Report all lines of the data below that hold the word "full".

[Opening RECORDS TO PROCESS section]

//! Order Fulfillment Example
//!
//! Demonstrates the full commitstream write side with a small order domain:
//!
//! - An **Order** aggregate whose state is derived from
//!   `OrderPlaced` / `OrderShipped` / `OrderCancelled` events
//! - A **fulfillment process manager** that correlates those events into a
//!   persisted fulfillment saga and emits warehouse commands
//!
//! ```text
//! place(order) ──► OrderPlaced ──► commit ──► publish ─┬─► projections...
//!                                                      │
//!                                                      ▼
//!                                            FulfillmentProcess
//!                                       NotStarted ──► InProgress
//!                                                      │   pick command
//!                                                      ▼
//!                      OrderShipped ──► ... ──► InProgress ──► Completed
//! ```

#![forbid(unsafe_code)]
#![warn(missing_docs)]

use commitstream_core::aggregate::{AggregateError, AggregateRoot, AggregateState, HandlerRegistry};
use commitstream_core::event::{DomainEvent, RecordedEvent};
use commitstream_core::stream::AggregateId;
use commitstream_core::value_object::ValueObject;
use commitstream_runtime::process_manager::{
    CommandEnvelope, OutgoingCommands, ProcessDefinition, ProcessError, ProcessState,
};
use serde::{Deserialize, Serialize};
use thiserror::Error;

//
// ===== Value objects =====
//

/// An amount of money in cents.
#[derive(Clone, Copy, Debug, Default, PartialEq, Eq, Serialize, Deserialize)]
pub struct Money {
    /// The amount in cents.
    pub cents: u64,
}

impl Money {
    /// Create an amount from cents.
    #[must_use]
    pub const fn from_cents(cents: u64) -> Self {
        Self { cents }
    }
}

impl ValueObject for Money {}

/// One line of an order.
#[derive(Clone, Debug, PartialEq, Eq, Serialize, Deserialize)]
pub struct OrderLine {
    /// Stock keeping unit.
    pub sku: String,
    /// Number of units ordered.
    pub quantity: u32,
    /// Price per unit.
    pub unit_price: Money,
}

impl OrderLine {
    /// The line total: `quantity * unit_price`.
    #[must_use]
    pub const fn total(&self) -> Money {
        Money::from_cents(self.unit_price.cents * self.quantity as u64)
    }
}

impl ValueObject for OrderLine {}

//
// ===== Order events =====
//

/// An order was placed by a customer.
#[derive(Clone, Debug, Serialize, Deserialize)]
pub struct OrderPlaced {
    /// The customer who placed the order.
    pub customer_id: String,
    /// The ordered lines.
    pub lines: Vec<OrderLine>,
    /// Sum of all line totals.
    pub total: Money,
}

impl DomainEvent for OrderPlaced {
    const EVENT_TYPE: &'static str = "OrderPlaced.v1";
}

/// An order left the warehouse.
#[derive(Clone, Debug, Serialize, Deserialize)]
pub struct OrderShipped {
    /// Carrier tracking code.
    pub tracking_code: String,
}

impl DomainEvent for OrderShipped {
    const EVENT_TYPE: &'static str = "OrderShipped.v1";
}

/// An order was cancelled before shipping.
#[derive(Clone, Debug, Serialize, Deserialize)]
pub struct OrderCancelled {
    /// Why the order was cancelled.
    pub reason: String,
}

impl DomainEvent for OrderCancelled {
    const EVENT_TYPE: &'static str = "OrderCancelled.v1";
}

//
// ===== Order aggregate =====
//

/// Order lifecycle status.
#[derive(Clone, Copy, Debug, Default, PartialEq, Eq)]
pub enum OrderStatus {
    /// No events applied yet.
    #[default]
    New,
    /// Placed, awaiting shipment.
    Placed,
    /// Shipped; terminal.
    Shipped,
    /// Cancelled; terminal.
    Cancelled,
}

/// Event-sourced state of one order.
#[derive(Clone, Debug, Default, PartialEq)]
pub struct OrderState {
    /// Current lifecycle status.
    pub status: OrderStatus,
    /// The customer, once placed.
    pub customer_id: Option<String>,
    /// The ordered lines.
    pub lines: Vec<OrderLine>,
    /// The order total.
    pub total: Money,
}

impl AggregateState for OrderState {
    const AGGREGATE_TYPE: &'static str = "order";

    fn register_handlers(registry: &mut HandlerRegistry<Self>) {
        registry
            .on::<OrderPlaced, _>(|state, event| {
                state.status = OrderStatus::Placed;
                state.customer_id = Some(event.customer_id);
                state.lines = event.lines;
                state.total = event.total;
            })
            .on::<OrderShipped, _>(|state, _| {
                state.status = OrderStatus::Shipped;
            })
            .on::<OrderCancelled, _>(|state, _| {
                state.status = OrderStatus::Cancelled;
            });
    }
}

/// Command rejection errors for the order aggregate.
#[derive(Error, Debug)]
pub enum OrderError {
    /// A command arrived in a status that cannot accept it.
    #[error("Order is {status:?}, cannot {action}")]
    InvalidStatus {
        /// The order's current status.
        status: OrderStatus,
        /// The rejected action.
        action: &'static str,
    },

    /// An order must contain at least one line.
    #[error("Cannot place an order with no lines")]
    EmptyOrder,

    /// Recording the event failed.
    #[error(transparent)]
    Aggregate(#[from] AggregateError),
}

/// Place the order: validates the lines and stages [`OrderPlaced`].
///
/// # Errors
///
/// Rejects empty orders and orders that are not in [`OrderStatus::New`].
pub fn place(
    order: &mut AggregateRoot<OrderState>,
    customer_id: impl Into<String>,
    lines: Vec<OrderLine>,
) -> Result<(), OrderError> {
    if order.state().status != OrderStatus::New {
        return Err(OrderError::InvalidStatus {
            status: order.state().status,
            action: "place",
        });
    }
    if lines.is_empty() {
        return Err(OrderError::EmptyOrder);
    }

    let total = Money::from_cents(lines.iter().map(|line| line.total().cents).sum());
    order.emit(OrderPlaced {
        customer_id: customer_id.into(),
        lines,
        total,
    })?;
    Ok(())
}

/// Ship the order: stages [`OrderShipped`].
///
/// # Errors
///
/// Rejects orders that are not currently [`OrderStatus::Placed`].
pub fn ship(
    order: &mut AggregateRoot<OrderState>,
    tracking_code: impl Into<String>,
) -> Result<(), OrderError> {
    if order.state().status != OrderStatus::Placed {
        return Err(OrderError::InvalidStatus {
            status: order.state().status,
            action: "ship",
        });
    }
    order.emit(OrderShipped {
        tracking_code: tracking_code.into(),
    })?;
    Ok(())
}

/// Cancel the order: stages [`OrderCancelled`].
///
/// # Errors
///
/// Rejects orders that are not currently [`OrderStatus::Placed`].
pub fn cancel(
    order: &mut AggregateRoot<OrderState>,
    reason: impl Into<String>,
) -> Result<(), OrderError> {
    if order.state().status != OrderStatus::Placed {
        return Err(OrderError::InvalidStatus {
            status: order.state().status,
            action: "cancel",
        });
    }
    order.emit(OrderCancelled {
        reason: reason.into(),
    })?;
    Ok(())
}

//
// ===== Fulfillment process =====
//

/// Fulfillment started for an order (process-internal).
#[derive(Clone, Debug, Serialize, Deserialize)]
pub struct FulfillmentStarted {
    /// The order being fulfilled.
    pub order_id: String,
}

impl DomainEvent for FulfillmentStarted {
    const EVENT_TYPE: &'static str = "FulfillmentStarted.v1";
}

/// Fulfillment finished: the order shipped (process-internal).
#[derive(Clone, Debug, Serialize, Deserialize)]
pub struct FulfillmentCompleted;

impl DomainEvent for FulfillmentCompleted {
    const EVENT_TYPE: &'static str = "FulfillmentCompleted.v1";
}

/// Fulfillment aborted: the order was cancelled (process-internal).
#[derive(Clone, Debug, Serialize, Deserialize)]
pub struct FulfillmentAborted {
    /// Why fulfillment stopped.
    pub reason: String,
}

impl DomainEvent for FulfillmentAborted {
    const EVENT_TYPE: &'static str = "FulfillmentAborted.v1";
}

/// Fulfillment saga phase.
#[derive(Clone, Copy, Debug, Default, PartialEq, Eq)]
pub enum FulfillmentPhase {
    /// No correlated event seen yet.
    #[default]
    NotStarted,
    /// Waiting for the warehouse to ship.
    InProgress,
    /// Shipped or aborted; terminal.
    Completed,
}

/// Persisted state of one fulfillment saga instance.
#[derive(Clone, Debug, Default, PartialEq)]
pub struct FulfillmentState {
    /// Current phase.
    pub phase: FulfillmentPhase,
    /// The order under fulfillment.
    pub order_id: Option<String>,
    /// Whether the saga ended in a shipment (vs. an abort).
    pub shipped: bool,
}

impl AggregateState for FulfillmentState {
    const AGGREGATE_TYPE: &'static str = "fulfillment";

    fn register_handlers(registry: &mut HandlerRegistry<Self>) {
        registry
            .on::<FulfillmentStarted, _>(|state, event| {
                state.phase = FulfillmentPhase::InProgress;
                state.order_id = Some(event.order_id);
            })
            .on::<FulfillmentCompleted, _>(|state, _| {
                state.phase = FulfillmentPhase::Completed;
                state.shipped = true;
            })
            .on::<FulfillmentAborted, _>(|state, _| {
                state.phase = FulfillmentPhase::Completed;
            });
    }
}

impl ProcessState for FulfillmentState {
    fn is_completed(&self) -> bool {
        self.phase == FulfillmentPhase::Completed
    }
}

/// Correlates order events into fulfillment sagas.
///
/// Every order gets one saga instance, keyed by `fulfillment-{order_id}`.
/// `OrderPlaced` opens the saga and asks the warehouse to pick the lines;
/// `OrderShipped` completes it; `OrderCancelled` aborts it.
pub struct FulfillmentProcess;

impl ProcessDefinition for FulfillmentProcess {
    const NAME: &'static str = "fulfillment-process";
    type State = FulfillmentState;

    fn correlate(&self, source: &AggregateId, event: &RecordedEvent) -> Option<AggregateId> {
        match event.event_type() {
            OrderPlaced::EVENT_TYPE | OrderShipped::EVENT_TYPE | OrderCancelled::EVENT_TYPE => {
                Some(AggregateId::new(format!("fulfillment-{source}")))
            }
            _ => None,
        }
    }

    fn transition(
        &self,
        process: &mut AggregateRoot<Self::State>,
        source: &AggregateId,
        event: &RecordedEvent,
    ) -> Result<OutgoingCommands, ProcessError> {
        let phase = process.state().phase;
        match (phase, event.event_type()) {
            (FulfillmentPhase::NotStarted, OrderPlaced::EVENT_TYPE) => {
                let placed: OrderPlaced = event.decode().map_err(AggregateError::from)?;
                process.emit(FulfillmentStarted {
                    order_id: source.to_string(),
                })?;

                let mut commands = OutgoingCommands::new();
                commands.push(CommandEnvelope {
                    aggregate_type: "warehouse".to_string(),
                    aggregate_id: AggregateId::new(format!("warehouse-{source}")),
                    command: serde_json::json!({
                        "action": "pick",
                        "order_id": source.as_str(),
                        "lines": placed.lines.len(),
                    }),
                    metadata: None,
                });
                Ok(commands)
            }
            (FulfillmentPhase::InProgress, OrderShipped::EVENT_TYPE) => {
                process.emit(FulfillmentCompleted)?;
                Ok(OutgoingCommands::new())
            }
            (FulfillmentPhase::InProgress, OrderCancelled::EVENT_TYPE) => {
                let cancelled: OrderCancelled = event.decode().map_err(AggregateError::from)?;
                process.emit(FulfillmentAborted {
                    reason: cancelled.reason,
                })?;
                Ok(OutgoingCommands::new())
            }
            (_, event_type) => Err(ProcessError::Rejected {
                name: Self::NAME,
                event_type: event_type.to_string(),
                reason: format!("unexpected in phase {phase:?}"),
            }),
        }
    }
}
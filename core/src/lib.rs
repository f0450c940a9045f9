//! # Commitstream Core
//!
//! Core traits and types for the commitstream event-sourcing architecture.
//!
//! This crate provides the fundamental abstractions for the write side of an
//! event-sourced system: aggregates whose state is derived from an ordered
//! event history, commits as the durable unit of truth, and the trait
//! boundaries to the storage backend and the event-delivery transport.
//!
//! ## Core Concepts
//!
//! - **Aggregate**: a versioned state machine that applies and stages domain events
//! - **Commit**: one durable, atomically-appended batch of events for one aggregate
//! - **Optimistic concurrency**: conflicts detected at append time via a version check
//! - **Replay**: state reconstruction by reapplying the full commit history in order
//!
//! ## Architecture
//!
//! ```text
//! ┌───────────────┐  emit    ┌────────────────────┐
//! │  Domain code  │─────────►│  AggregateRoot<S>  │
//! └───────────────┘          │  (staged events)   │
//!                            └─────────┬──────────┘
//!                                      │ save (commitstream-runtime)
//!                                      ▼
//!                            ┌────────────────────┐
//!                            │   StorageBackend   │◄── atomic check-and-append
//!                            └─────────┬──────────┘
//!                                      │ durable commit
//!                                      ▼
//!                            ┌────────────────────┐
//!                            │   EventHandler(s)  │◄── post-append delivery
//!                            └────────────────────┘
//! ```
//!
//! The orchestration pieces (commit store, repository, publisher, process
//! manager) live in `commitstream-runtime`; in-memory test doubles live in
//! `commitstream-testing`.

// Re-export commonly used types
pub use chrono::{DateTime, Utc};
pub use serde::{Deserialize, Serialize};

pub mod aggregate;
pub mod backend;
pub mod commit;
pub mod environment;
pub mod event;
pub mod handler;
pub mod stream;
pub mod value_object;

[Closing RECORDS TO PROCESS section]

-- COMPLETED TASK --
//! Demonstrates the full commitstream write side with a small order domain:
//! - **Replay**: state reconstruction by reapplying the full commit history in order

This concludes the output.